WHAT YOU HAVE TO DO: Filter the entries that follow, copying every line in which the word "DateTime" appears.

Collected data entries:
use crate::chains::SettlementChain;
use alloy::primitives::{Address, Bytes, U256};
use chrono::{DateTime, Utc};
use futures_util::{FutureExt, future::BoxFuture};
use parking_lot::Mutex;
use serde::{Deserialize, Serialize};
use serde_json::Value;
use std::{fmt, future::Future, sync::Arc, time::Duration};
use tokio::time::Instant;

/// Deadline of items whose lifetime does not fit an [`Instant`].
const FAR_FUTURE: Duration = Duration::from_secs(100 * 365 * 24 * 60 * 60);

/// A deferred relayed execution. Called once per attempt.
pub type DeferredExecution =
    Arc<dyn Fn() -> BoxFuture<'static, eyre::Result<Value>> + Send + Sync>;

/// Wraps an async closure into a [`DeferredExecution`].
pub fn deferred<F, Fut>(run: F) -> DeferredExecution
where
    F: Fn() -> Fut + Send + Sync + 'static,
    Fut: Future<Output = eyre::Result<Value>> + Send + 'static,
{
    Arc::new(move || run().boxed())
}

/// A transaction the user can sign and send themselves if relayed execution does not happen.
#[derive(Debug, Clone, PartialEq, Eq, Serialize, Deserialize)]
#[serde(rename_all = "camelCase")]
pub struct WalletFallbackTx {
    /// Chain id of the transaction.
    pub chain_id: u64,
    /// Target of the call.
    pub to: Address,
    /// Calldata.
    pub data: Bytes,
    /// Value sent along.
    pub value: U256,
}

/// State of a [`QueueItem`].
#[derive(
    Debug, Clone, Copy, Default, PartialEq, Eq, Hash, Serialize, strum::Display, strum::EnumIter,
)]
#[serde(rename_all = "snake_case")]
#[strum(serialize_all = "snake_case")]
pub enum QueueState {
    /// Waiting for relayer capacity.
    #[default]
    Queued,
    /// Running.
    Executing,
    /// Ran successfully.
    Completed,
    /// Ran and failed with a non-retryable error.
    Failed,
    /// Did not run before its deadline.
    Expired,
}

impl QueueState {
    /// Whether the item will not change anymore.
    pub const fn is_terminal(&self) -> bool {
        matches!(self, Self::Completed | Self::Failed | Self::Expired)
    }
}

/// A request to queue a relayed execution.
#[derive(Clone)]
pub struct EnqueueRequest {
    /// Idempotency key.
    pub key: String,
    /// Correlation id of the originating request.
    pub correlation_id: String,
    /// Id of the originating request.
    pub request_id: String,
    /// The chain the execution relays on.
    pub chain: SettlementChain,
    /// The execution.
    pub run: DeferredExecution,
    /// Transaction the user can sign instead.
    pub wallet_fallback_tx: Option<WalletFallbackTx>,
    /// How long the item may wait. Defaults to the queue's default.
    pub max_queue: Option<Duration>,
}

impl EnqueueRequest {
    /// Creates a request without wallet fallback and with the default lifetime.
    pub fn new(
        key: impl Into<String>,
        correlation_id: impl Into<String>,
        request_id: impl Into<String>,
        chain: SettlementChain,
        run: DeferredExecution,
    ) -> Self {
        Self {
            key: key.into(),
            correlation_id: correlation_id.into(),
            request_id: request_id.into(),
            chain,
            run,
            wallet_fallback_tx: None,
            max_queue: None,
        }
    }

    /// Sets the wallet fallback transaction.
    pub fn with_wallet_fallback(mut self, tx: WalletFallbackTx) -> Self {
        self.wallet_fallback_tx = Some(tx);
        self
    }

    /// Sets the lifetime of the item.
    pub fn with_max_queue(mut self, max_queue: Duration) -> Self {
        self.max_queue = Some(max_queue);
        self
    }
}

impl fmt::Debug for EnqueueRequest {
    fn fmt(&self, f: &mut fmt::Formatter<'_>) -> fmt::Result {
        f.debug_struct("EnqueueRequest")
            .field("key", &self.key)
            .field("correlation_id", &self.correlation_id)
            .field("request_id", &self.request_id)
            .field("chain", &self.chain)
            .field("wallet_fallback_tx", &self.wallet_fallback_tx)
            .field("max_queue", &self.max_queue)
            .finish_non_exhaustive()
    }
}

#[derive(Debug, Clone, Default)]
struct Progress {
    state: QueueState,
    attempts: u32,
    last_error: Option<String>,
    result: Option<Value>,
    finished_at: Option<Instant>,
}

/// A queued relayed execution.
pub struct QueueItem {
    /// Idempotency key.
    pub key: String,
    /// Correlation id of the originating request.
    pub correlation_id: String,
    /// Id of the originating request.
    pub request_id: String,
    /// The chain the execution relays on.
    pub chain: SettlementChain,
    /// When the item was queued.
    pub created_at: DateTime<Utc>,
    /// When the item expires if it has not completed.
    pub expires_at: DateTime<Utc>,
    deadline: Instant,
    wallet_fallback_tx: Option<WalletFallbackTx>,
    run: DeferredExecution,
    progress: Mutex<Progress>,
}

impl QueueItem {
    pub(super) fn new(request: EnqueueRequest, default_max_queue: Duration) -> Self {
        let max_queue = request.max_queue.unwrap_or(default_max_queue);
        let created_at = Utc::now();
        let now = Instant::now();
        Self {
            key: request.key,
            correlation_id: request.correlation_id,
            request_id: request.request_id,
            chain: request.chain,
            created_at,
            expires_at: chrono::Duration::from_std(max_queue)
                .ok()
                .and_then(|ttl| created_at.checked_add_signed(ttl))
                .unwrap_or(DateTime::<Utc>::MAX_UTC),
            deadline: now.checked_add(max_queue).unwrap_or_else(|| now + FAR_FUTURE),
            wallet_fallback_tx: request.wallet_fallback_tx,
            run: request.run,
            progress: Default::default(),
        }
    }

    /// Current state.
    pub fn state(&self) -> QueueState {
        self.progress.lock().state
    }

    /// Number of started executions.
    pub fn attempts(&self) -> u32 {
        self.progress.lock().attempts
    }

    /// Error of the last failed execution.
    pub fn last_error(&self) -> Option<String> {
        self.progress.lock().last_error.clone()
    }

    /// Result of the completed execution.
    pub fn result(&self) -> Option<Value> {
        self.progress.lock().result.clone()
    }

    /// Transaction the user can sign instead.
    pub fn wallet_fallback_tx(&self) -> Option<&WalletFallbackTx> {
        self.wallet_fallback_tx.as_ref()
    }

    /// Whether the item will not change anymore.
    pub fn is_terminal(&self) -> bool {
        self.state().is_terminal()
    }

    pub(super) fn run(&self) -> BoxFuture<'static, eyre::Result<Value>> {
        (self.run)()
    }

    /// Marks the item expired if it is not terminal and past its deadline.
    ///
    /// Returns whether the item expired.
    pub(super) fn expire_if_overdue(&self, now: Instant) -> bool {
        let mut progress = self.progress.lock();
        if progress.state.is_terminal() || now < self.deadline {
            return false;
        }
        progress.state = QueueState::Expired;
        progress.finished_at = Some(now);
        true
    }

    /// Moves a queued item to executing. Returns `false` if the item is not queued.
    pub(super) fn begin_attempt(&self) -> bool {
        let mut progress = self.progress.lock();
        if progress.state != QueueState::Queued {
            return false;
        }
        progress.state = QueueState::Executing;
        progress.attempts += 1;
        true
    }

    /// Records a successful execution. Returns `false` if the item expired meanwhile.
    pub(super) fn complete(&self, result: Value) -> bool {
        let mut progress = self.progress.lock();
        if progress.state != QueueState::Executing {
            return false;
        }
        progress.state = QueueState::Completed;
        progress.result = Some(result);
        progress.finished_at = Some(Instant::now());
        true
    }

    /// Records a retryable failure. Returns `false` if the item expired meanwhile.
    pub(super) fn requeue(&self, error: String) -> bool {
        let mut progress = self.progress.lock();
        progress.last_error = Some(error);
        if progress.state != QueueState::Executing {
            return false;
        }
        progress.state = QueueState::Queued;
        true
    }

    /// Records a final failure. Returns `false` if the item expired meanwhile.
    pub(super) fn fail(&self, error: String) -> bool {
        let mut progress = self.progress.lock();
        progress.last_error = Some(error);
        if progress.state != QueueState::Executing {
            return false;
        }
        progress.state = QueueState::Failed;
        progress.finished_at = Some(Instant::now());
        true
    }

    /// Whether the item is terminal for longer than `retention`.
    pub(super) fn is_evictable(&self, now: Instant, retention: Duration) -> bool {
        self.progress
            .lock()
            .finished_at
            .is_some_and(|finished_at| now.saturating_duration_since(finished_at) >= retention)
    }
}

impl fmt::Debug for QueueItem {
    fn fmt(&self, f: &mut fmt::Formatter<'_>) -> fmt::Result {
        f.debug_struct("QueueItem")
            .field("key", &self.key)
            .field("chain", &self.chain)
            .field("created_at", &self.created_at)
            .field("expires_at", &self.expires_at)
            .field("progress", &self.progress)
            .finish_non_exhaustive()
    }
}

ANSWER TO THIS PROBLEM:
use chrono::{DateTime, Utc};
    pub created_at: DateTime<Utc>,
    pub expires_at: DateTime<Utc>,
                .unwrap_or(DateTime::<Utc>::MAX_UTC),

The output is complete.